WORK TASK >>
Go through the data and copy every line in which "kind" appears.

◆ ◆ ◆ ◆ ◆

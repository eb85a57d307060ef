//! CSV-backed prediction log.
//!
//! Appends never rewrite existing rows. Each batch is encoded into a single
//! buffer and written with one `write_all` on an `O_APPEND` handle, so
//! independent writers interleave whole batches instead of losing them. The
//! header line is published together with file creation by hard-linking a
//! prepared temp file into place.
//!
//! A batch cut short by a crash leaves a torn last line. The next append
//! terminates it first, and readers skip records that do not parse.
//!
//! [`FsPredictionLog::compact`] rewrites the file and must not run while other
//! processes are appending.

use std::fs::{self, OpenOptions};
use std::io::{self, Read, Seek, SeekFrom, Write};
use std::path::{Path, PathBuf};
use std::sync::{Mutex, PoisonError};

use tracing::{debug, info, warn};
use uuid::Uuid;

use crate::common::error::{TaxiError, TaxiResult};

use super::domain::{PredictionLog, PredictionLogEntry};

pub const LOG_HEADER: &str = "ts,zone_pair_key,trip_distance,prediction,ground_truth_duration";

/// Prediction log stored as one CSV file.
pub struct FsPredictionLog {
    path: PathBuf,
    writer: Mutex<()>,
}

impl FsPredictionLog {
    pub fn new(path: impl Into<PathBuf>) -> Self {
        Self {
            path: path.into(),
            writer: Mutex::new(()),
        }
    }

    pub fn path(&self) -> &Path {
        &self.path
    }

    fn scratch_path(&self) -> PathBuf {
        let name = self
            .path
            .file_name()
            .map(|n| n.to_string_lossy().into_owned())
            .unwrap_or_else(|| "predictions.csv".to_string());
        self.path
            .with_file_name(format!(".{name}.{}.tmp", Uuid::new_v4().simple()))
    }

    fn ensure_parent(&self) -> TaxiResult<()> {
        match self.path.parent().filter(|d| !d.as_os_str().is_empty()) {
            Some(dir) => fs::create_dir_all(dir).map_err(|e| TaxiError::io(dir, e)),
            None => Ok(()),
        }
    }

    /// Create the file with its header unless it already exists.
    fn ensure_file(&self) -> TaxiResult<()> {
        if self.path.exists() {
            return Ok(());
        }
        self.ensure_parent()?;
        let scratch = self.scratch_path();
        fs::write(&scratch, format!("{LOG_HEADER}\n")).map_err(|e| TaxiError::io(&scratch, e))?;
        let linked = fs::hard_link(&scratch, &self.path);
        let _ = fs::remove_file(&scratch);
        match linked {
            Ok(()) => {
                debug!(path = %self.path.display(), "prediction log created");
                Ok(())
            }
            Err(e) if e.kind() == io::ErrorKind::AlreadyExists => Ok(()),
            Err(e) => Err(TaxiError::io(&self.path, e)),
        }
    }

    /// Rewrite the log sorted by timestamp; returns the number of rows kept.
    pub fn compact(&self) -> TaxiResult<usize> {
        let _guard = self.writer.lock().unwrap_or_else(PoisonError::into_inner);
        let Some(mut entries) = self.read_all()? else {
            return Ok(0);
        };
        entries.sort_by_key(|e| e.ts);

        let mut buf = format!("{LOG_HEADER}\n").into_bytes();
        buf.extend(encode_rows(&entries, &self.path)?);
        let scratch = self.scratch_path();
        fs::write(&scratch, &buf).map_err(|e| TaxiError::io(&scratch, e))?;
        fs::rename(&scratch, &self.path).map_err(|e| TaxiError::io(&self.path, e))?;

        info!(path = %self.path.display(), rows = entries.len(), "prediction log compacted");
        Ok(entries.len())
    }
}

fn encode_rows(entries: &[PredictionLogEntry], path: &Path) -> TaxiResult<Vec<u8>> {
    let mut writer = csv::WriterBuilder::new()
        .has_headers(false)
        .from_writer(Vec::new());
    for entry in entries {
        writer
            .serialize(entry)
            .map_err(|e| TaxiError::io(path, io::Error::from(e)))?;
    }
    writer
        .into_inner()
        .map_err(|e| TaxiError::io(path, io::Error::new(e.error().kind(), e.error().to_string())))
}

/// True when the file is empty or its last byte is a newline.
fn ends_with_newline(file: &mut fs::File) -> io::Result<bool> {
    if file.metadata()?.len() == 0 {
        return Ok(true);
    }
    file.seek(SeekFrom::End(-1))?;
    let mut last = [0u8; 1];
    file.read_exact(&mut last)?;
    Ok(last[0] == b'\n')
}

impl PredictionLog for FsPredictionLog {
    fn append(&self, entries: &[PredictionLogEntry]) -> TaxiResult<usize> {
        if entries.is_empty() {
            return Ok(0);
        }
        let rows = encode_rows(entries, &self.path)?;

        let _guard = self.writer.lock().unwrap_or_else(PoisonError::into_inner);
        self.ensure_file()?;
        let mut file = OpenOptions::new()
            .read(true)
            .append(true)
            .open(&self.path)
            .map_err(|e| TaxiError::io(&self.path, e))?;
        let mut buf = Vec::with_capacity(rows.len() + 1);
        if !ends_with_newline(&mut file).map_err(|e| TaxiError::io(&self.path, e))? {
            warn!(path = %self.path.display(), "terminating torn last line before append");
            buf.push(b'\n');
        }
        buf.extend(rows);
        file.write_all(&buf)
            .and_then(|_| file.sync_data())
            .map_err(|e| TaxiError::io(&self.path, e))?;

        debug!(path = %self.path.display(), rows = entries.len(), "prediction log appended");
        Ok(entries.len())
    }

    fn read_all(&self) -> TaxiResult<Option<Vec<PredictionLogEntry>>> {
        let file = match fs::File::open(&self.path) {
            Ok(file) => file,
            Err(e) if e.kind() == io::ErrorKind::NotFound => return Ok(None),
            Err(e) => return Err(TaxiError::io(&self.path, e)),
        };
        let mut reader = csv::Reader::from_reader(io::BufReader::new(file));
        let mut entries = Vec::new();
        let mut skipped = 0usize;
        for record in reader.deserialize::<PredictionLogEntry>() {
            match record {
                Ok(entry) => entries.push(entry),
                Err(e) if e.is_io_error() => {
                    return Err(TaxiError::io(&self.path, io::Error::from(e)))
                }
                Err(e) => {
                    skipped += 1;
                    warn!(path = %self.path.display(), error = %e, "skipping malformed log record");
                }
            }
        }
        if skipped > 0 {
            info!(path = %self.path.display(), kept = entries.len(), skipped, "prediction log read");
        }
        Ok(Some(entries))
    }
}
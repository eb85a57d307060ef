use std::fmt::Write as _;
use std::fs;
use std::path::Path;
use std::time::Duration;

use tokio::net::TcpListener;

use taxi_duration::api::build_router;
use taxi_duration::common::{AppCfg, TaxiCode};
use taxi_duration::data::CsvTripSource;
use taxi_duration::evaluation::{run_monitor, FsPredictionLog, PredictionLog};
use taxi_duration::inference::ServingState;
use taxi_duration::simulate::{run_simulation, SimulationCfg};
use taxi_duration::training::service::train;
use taxi_duration::training::{read_run_id, BoostParams, FsArtifactStore, TrainConfig};

/// Trip export with a handful of zone pairs; duration grows with distance.
/// The last two rows are outliers and must be filtered everywhere.
fn write_corpus(path: &Path) {
    let mut csv = String::from("PULocationID,DOLocationID,trip_distance,duration\n");
    for i in 0..80u32 {
        let pickup = 100 + i % 4;
        let dropoff = 200 + i % 3;
        let distance = 1.0 + f64::from(i % 10) * 0.5;
        let duration = 4.0 + distance * 3.0;
        let _ = writeln!(csv, "{pickup},{dropoff},{distance},{duration}");
    }
    csv.push_str("1,2,2.0,0.5\n1,2,150.0,20.0\n");
    fs::create_dir_all(path.parent().unwrap()).unwrap();
    fs::write(path, csv).unwrap();
}

#[tokio::test]
async fn train_serve_simulate_monitor() {
    let dir = tempfile::tempdir().unwrap();
    let cfg = AppCfg::rooted_at(dir.path());
    let corpus = cfg.data_root.join("trips.csv");
    write_corpus(&corpus);

    let store = FsArtifactStore::from_uri(&cfg.tracking_uri).unwrap();
    let train_cfg = TrainConfig {
        params: BoostParams {
            n_estimators: 30,
            max_depth: 4,
            learning_rate: 0.3,
            ..BoostParams::default()
        },
        ..TrainConfig::default()
    };
    let outcome = train(
        &CsvTripSource::new(&corpus),
        &store,
        &cfg.run_id_path,
        &train_cfg,
    )
    .unwrap();
    assert_eq!(outcome.record.train_rows + outcome.record.val_rows, 80);
    assert_eq!(read_run_id(&cfg.run_id_path).unwrap(), outcome.record.run_id);

    let state = ServingState::startup(&cfg.run_id_path, &store).into_shared();
    assert!(state.health().model_loaded);
    let listener = TcpListener::bind("127.0.0.1:0").await.unwrap();
    let addr = listener.local_addr().unwrap();
    let server = tokio::spawn(async move { axum::serve(listener, build_router(state)).await });

    let log = FsPredictionLog::new(&cfg.prediction_log);
    let sim_cfg = SimulationCfg {
        rows: 40,
        pause: Duration::ZERO,
        ..SimulationCfg::new(format!("http://{addr}"))
    };
    let summary = run_simulation(&CsvTripSource::new(&corpus), &log, &sim_cfg)
        .await
        .unwrap();
    assert_eq!((summary.sent, summary.failed, summary.logged), (40, 0, 40));
    server.abort();

    let logged = log.read_all().unwrap().unwrap();
    assert_eq!(logged.len(), 40);
    assert!(logged.iter().all(|e| e.is_complete()));

    let report = run_monitor(&log, &cfg.report_path).unwrap();
    assert_eq!(report.split.split_index, 20);
    assert_eq!(report.split.current_rows, 20);
    let html = fs::read_to_string(&cfg.report_path).unwrap();
    assert!(html.contains("zone_pair_key"));
    assert!(html.contains("RMSE"));

    let again = run_monitor(&log, &cfg.report_path).unwrap();
    assert_eq!(again.split, report.split);
    assert_eq!(again.trip_distance, report.trip_distance);
}

#[test]
fn monitor_without_traffic_is_empty_log() {
    let dir = tempfile::tempdir().unwrap();
    let cfg = AppCfg::rooted_at(dir.path());
    let log = FsPredictionLog::new(&cfg.prediction_log);

    let err = run_monitor(&log, &cfg.report_path).unwrap_err();
    assert_eq!(err.code(), TaxiCode::EmptyLog);
    assert!(!cfg.report_path.exists());
}

#[test]
fn failed_training_publishes_nothing() {
    let dir = tempfile::tempdir().unwrap();
    let cfg = AppCfg::rooted_at(dir.path());
    let corpus = cfg.data_root.join("trips.csv");
    fs::create_dir_all(&cfg.data_root).unwrap();
    fs::write(&corpus, "PULocationID,DOLocationID,trip_distance,duration\n1,2,2.0,90.0\n").unwrap();

    let store = FsArtifactStore::from_uri(&cfg.tracking_uri).unwrap();
    let err = train(
        &CsvTripSource::new(&corpus),
        &store,
        &cfg.run_id_path,
        &TrainConfig::default(),
    )
    .unwrap_err();
    assert_eq!(err.code(), TaxiCode::TrainingFailed);
    assert!(!cfg.run_id_path.exists());
    assert!(!dir.path().join("mlruns").exists());
}
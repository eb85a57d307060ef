//! HTTP surface of the prediction service.

use std::sync::Arc;

use axum::extract::rejection::JsonRejection;
use axum::extract::State;
use axum::routing::{get, post};
use axum::{Json, Router};
use serde::{Deserialize, Serialize};
use tower_http::trace::TraceLayer;

use crate::inference::domain::{HealthReport, PredictionResponse, RideRequest};
use crate::inference::service::ServingState;

use super::error::ApiError;

pub const WELCOME: &str = "Welcome to the NYC Taxi Duration prediction API";

#[derive(Clone, Debug, PartialEq, Serialize, Deserialize)]
pub struct WelcomeBody {
    pub message: String,
}

pub type AppState = Arc<ServingState>;

pub fn build_router(state: AppState) -> Router {
    Router::new()
        .route("/", get(index))
        .route("/health", get(health))
        .route("/predict", post(predict))
        .layer(TraceLayer::new_for_http())
        .with_state(state)
}

async fn index() -> Json<WelcomeBody> {
    Json(WelcomeBody {
        message: WELCOME.to_string(),
    })
}

async fn health(State(state): State<AppState>) -> Json<HealthReport> {
    Json(state.health())
}

async fn predict(
    State(state): State<AppState>,
    body: Result<Json<RideRequest>, JsonRejection>,
) -> Result<Json<PredictionResponse>, ApiError> {
    let Json(request) = body?;
    Ok(Json(state.predict(&request)?))
}
//! Core trip-record definitions and the corpus source contract.

use crate::common::error::TaxiResult;

/// One historical taxi trip with its observed duration in minutes.
#[derive(Clone, Debug, PartialEq)]
pub struct TripRecord {
    pub pickup_zone_id: u32,
    pub dropoff_zone_id: u32,
    pub trip_distance: f64,
    pub duration_min: f64,
}

impl TripRecord {
    pub fn new(pickup_zone_id: u32, dropoff_zone_id: u32, trip_distance: f64, duration_min: f64) -> Self {
        Self {
            pickup_zone_id,
            dropoff_zone_id,
            trip_distance,
            duration_min,
        }
    }
}

/// Outlier bounds applied before training and simulation.
///
/// Both intervals are open: a trip of exactly 1 minute or 60 minutes is dropped.
#[derive(Copy, Clone, Debug, PartialEq)]
pub struct TripBounds {
    pub min_duration_min: f64,
    pub max_duration_min: f64,
    pub min_distance: f64,
    pub max_distance: f64,
}

impl Default for TripBounds {
    fn default() -> Self {
        Self {
            min_duration_min: 1.0,
            max_duration_min: 60.0,
            min_distance: 0.0,
            max_distance: 100.0,
        }
    }
}

impl TripBounds {
    pub fn admits(&self, trip: &TripRecord) -> bool {
        trip.duration_min > self.min_duration_min
            && trip.duration_min < self.max_duration_min
            && trip.trip_distance > self.min_distance
            && trip.trip_distance < self.max_distance
    }
}

/// Counters describing how a corpus was filtered.
#[derive(Copy, Clone, Debug, Default, PartialEq, Eq)]
pub struct CorpusStats {
    pub rows_read: u64,
    pub incomplete: u64,
    pub outliers: u64,
    pub kept: u64,
}

/// Filtered corpus ready for feature encoding.
#[derive(Clone, Debug, Default)]
pub struct Corpus {
    pub trips: Vec<TripRecord>,
    pub stats: CorpusStats,
}

/// Source of raw trips. Rows missing required fields come back as `None`.
pub trait TripSource {
    fn read_trips(&self) -> TaxiResult<Vec<Option<TripRecord>>>;
}

/// In-memory source, handy for tests and synthetic corpora.
impl TripSource for Vec<TripRecord> {
    fn read_trips(&self) -> TaxiResult<Vec<Option<TripRecord>>> {
        Ok(self.iter().cloned().map(Some).collect())
    }
}
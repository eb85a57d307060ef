//! Training domain: regressor, artefact lifecycle and the training job.

pub mod domain;
pub mod regressor;
pub mod repo_fs;
pub mod service;

pub use domain::{
    ArtifactStore, ModelArtifact, ModelPipeline, RunId, RunMetrics, RunRecord, TrainConfig,
    TrainOutcome,
};
pub use regressor::{BoostParams, GradientBoostedTrees};
pub use repo_fs::{read_run_id, write_run_id, FsArtifactStore};
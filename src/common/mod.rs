//! Shared utilities that glue the different domains together.
pub mod config;
pub mod error;
pub mod ids;
pub mod log;
pub mod time;

pub use config::AppCfg;
pub use error::{TaxiCode, TaxiError, TaxiResult};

◆ ◆ ◆ ◆ ◆

WRITTEN SOLUTION >>
            Err(e) if e.kind() == io::ErrorKind::AlreadyExists => Ok(()),
        .map_err(|e| TaxiError::io(path, io::Error::new(e.error().kind(), e.error().to_string())))
            Err(e) if e.kind() == io::ErrorKind::NotFound => return Ok(None),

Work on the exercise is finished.